» Activity
Note each line in the data holding the string "reader" and report it.

+++ Given records +++

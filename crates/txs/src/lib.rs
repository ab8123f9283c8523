//! # Camino Transactions
//!
//! `camino-txs` holds the Camino transaction model and the pipeline that turns selected
//! inputs and outputs into signed, ID-bearing transactions.
//!
//! ## Crate Layout
//!
//! ### Types
//!
//! The `types` module holds inputs, outputs, ownership conditions and credentials, the
//! platform chain variants (`UnsignedTx`) and the C-chain export (`UnsignedAtomicTx`). All
//! of them implement `ByteFormat` and serialize to the exact bytes a node expects.
//! Interface-typed fields are closed enums, matched on their type IDs (`codec`).
//!
//! ### Pipeline
//!
//! - `sort` puts owner sets, inputs (with their signers) and outputs in canonical order.
//! - `builder` assembles each variant and aligns signer sets with authorizations.
//! - `signer` signs the unsigned bytes' sha256 with every key of every signer set.
//! - `fee` prices atomic transactions at the C-chain base fee.
//!
//! ```
//! use camino_keys::PrivateKey;
//! use camino_txs::{builder::PlatformTxBuilder, types::{TransferableInput, UtxoId}};
//! use camino_core::{AssetId, TxId};
//!
//! # fn main() -> Result<(), Box<dyn std::error::Error>> {
//! let key = PrivateKey::generate();
//! let asset = AssetId::new([1; 32]);
//! let input = TransferableInput::transfer(UtxoId::new(TxId::new([2; 32]), 0), asset, 10, vec![0]);
//!
//! let tx = PlatformTxBuilder::new(camino_core::nets::LOCAL_ID)
//!     .spend(input, vec![&key])
//!     .pay(asset, 9, key.address())
//!     .build_base()?
//!     .sign()?;
//! assert_eq!(tx.verify_signatures()?, vec![vec![key.address()]]);
//! # Ok(())
//! # }
//! ```

#![forbid(unsafe_code)]
#![warn(missing_docs)]
#![warn(unused_extern_crates)]

pub mod builder;
pub mod codec;
pub mod dac;
pub mod error;
pub mod fee;
pub mod params;
pub mod signer;
pub mod sort;
pub mod types;

pub use builder::{Authorized, ExportEstimate, ExportTxBuilder, PlatformTxBuilder};
pub use error::{TxError, TxResult};
pub use params::FeeParameters;
pub use signer::{sign, SignerSet};
pub use types::{AtomicTx, SignedTx, Tx, UnsignedAtomicTx, UnsignedTransaction, UnsignedTx};
use std::{fmt, io::{Read, Write}, str::FromStr};

use camino_core::{
    enc::{decode_cb58, encode_cb58, EncodingError},
    hashes::sha256,
    impl_hex_serde,
    ser::{read_array, ByteFormat, SerError},
    Address, EthAddress,
};
use k256::ecdsa::{RecoveryId, Signature, SigningKey, VerifyingKey};

use crate::KeyError;

/// Text prefix of a serialized private key.
pub const PRIVATE_KEY_PREFIX: &str = "PrivateKey-";

/// Length of a recoverable signature: `r || s || v`.
pub const SIGNATURE_LEN: usize = 65;

/// A 65-byte recoverable secp256k1 signature, laid out `r || s || v` with a low `s`.
#[derive(Copy, Clone, Eq, PartialEq, Hash)]
pub struct RecoverableSignature([u8; SIGNATURE_LEN]);

impl RecoverableSignature {
    /// Wrap raw bytes
    pub const fn new(bytes: [u8; SIGNATURE_LEN]) -> Self {
        Self(bytes)
    }

    /// Return a reference to the underlying bytes
    pub fn as_bytes(&self) -> &[u8; SIGNATURE_LEN] {
        &self.0
    }

    fn split(&self) -> Result<(Signature, RecoveryId), KeyError> {
        let sig = Signature::from_slice(&self.0[..64])?;
        let recid =
            RecoveryId::from_byte(self.0[64]).ok_or(KeyError::InvalidRecoveryId(self.0[64]))?;
        Ok((sig, recid))
    }

    /// Recover the public key that produced this signature over `digest`.
    pub fn recover(&self, digest: &[u8; 32]) -> Result<PublicKey, KeyError> {
        let (sig, recid) = self.split()?;
        let key = VerifyingKey::recover_from_prehash(digest, &sig, recid)?;
        Ok(PublicKey { key })
    }
}

impl fmt::Debug for RecoverableSignature {
    fn fmt(&self, f: &mut fmt::Formatter<'_>) -> fmt::Result {
        write!(f, "RecoverableSignature({})", hex::encode(self.0))
    }
}

impl AsRef<[u8]> for RecoverableSignature {
    fn as_ref(&self) -> &[u8] {
        &self.0[..]
    }
}

impl ByteFormat for RecoverableSignature {
    type Error = SerError;

    fn serialized_length(&self) -> usize {
        SIGNATURE_LEN
    }

    fn read_from<R>(reader: &mut R) -> Result<Self, Self::Error>
    where
        R: Read,
    {
        Ok(Self(read_array(reader)?))
    }

    fn write_to<W>(&self, writer: &mut W) -> Result<usize, Self::Error>
    where
        W: Write,
    {
        writer.write_all(&self.0)?;
        Ok(SIGNATURE_LEN)
    }
}

impl_hex_serde!(RecoverableSignature);

/// A secp256k1 public key.
#[derive(Clone, Debug, Eq, PartialEq)]
pub struct PublicKey {
    key: VerifyingKey,
}

impl PublicKey {
    /// Parse a compressed or uncompressed SEC1 encoding.
    pub fn from_sec1_bytes(bytes: &[u8]) -> Result<Self, KeyError> {
        Ok(Self {
            key: VerifyingKey::from_sec1_bytes(bytes)?,
        })
    }

    /// The 33-byte compressed SEC1 encoding
    pub fn to_compressed(&self) -> [u8; 33] {
        let mut buf = [0u8; 33];
        buf.copy_from_slice(self.key.to_encoded_point(true).as_bytes());
        buf
    }

    /// The 65-byte uncompressed SEC1 encoding
    pub fn to_uncompressed(&self) -> [u8; 65] {
        let mut buf = [0u8; 65];
        buf.copy_from_slice(self.key.to_encoded_point(false).as_bytes());
        buf
    }

    /// `ripemd160(sha256(compressed))`
    pub fn address(&self) -> Address {
        Address::from_pubkey_bytes(&self.to_compressed())
    }

    /// The C-chain address of this key
    pub fn eth_address(&self) -> EthAddress {
        EthAddress::from_uncompressed_pubkey(&self.to_uncompressed())
    }
}

/// A secp256k1 private key. Text form is `PrivateKey-<cb58>`.
#[derive(Clone)]
pub struct PrivateKey {
    key: SigningKey,
}

impl fmt::Debug for PrivateKey {
    fn fmt(&self, f: &mut fmt::Formatter<'_>) -> fmt::Result {
        f.debug_struct("PrivateKey")
            .field("address", &self.address())
            .finish()
    }
}

impl PartialEq for PrivateKey {
    fn eq(&self, other: &Self) -> bool {
        self.key == other.key
    }
}

impl Eq for PrivateKey {}

impl PrivateKey {
    /// Instantiate from a 32-byte big-endian scalar.
    pub fn from_bytes(bytes: &[u8]) -> Result<Self, KeyError> {
        Ok(Self {
            key: SigningKey::from_slice(bytes)?,
        })
    }

    /// Generate a fresh key from the OS RNG.
    pub fn generate() -> Self {
        Self {
            key: SigningKey::random(&mut rand::rngs::OsRng),
        }
    }

    /// The 32-byte big-endian scalar
    pub fn to_bytes(&self) -> [u8; 32] {
        self.key.to_bytes().into()
    }

    /// The corresponding public key
    pub fn public_key(&self) -> PublicKey {
        PublicKey {
            key: self.key.verifying_key().clone(),
        }
    }

    /// The address of the corresponding public key
    pub fn address(&self) -> Address {
        self.public_key().address()
    }

    /// The C-chain address of the corresponding public key
    pub fn eth_address(&self) -> EthAddress {
        self.public_key().eth_address()
    }

    /// Sign a 32-byte digest. Signatures are deterministic (RFC6979) and low-S.
    pub fn sign_hash(&self, digest: &[u8; 32]) -> Result<RecoverableSignature, KeyError> {
        let (sig, recid) = self.key.sign_prehash_recoverable(digest)?;
        let (sig, recid) = match sig.normalize_s() {
            Some(normalized) => (
                normalized,
                RecoveryId::new(!recid.is_y_odd(), recid.is_x_reduced()),
            ),
            None => (sig, recid),
        };

        let mut buf = [0u8; SIGNATURE_LEN];
        buf[..64].copy_from_slice(&sig.to_bytes());
        buf[64] = recid.to_byte();
        Ok(RecoverableSignature(buf))
    }

    /// Sign `sha256(msg)`.
    pub fn sign_message(&self, msg: &[u8]) -> Result<RecoverableSignature, KeyError> {
        self.sign_hash(&sha256(msg))
    }
}

impl fmt::Display for PrivateKey {
    fn fmt(&self, f: &mut fmt::Formatter<'_>) -> fmt::Result {
        write!(f, "{}{}", PRIVATE_KEY_PREFIX, encode_cb58(&self.to_bytes()))
    }
}

impl FromStr for PrivateKey {
    type Err = KeyError;

    fn from_str(s: &str) -> Result<Self, Self::Err> {
        let body = s
            .strip_prefix(PRIVATE_KEY_PREFIX)
            .ok_or(EncodingError::MissingPrefix(PRIVATE_KEY_PREFIX))?;
        Self::from_bytes(&decode_cb58(body)?)
    }
}

#[cfg(test)]
mod test {
    use super::*;

    const EWOQ: &str = "PrivateKey-ewoqjP7PxY4yr3iLTpLisriqt94hdyDFNgchSxGGztUrTXtNN";
    const KOPERNIKUS_KEY: &str = "PrivateKey-vmRQiZeXEXYMyJhEiqdC2z5JhuDbxL8ix9UVvjgMu2Er1NepE";

    #[test]
    fn it_parses_and_formats_key_text() {
        let key: PrivateKey = EWOQ.parse().unwrap();
        assert_eq!(
            hex::encode(key.to_bytes()),
            "56289e99c94b6912bfc12adc093c9b51124f0dc54ac7a766b2bc5ccf558d8027"
        );
        assert_eq!(key.to_string(), EWOQ);
    }

    #[test]
    fn it_rejects_malformed_key_text() {
        match "ewoqjP7PxY4yr3iLTpLisriqt94hdyDFNgchSxGGztUrTXtNN".parse::<PrivateKey>() {
            Err(KeyError::EncodingError(EncodingError::MissingPrefix(_))) => {}
            e => panic!("expected MissingPrefix, got {:?}", e),
        }
        match "PrivateKey-ewoqjP7PxY4yr3iLTpLisriqt94hdyDFNgchSxGGztUrTXtNM".parse::<PrivateKey>()
        {
            Err(KeyError::EncodingError(EncodingError::BadChecksum)) => {}
            e => panic!("expected BadChecksum, got {:?}", e),
        }
    }

    #[test]
    fn it_derives_addresses() {
        let key: PrivateKey = EWOQ.parse().unwrap();
        assert_eq!(
            hex::encode(key.public_key().to_compressed()),
            "0327448e78ffa8cdb24cf19be0204ad954b1bdb4db8c51183534c1eecf2ebd094e"
        );
        assert_eq!(key.address().to_string(), "6Y3kysjF9jnHnYkdS9yGAuoHyae2eNmeV");
        assert_eq!(
            key.address().format("P", "local").unwrap(),
            "P-local18jma8ppw3nhx5r4ap8clazz0dps7rv5u00z96u"
        );
        assert_eq!(
            key.eth_address().to_string(),
            "0x8db97c7cece249c2b98bdc0226cc4c2a57bf52fc"
        );

        let key: PrivateKey = KOPERNIKUS_KEY.parse().unwrap();
        assert_eq!(key.address().to_string(), "7Sdex3LTEjsnswW38Eb48hQ9insctGrsN");
    }

    #[test]
    fn it_derives_addresses_from_uncompressed_pubkeys() {
        let key: PrivateKey = EWOQ.parse().unwrap();
        let uncompressed = key.public_key().to_uncompressed();
        assert_eq!(uncompressed[0], 4);
        let pubkey = PublicKey::from_sec1_bytes(&uncompressed).unwrap();
        assert_eq!(pubkey.address(), key.address());
    }

    #[test]
    fn it_signs_deterministically_and_recovers() {
        let key: PrivateKey = EWOQ.parse().unwrap();
        let digest = sha256(b"camino");
        let first = key.sign_hash(&digest).unwrap();
        let second = key.sign_hash(&digest).unwrap();
        assert_eq!(first, second);
        assert!(first.as_bytes()[64] < 2);
        assert_eq!(first.recover(&digest).unwrap().address(), key.address());

        // high bit of s is never set
        assert!(first.as_bytes()[32] < 0x80);
    }

    #[test]
    fn it_signs_messages_over_their_sha256() {
        let key = PrivateKey::generate();
        let sig = key.sign_message(b"hello").unwrap();
        assert_eq!(sig, key.sign_hash(&sha256(b"hello")).unwrap());
        assert_eq!(sig.recover(&sha256(b"hello")).unwrap(), key.public_key());
    }

    #[test]
    fn it_rejects_bad_recovery_ids() {
        let key = PrivateKey::generate();
        let mut bytes = *key.sign_message(b"hello").unwrap().as_bytes();
        bytes[64] = 9;
        assert!(matches!(
            RecoverableSignature::new(bytes).recover(&sha256(b"hello")),
            Err(KeyError::InvalidRecoveryId(9))
        ));
    }

    #[test]
    fn it_redacts_debug_output() {
        let key: PrivateKey = EWOQ.parse().unwrap();
        let s = format!("{:?}", key);
        assert!(!s.contains("ewoq"));
        assert!(s.contains("6Y3kysjF9jnHnYkdS9yGAuoHyae2eNmeV"));
    }
}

+++

» Answer for the task
    fn read_from<R>(reader: &mut R) -> Result<Self, Self::Error>
        Ok(Self(read_array(reader)?))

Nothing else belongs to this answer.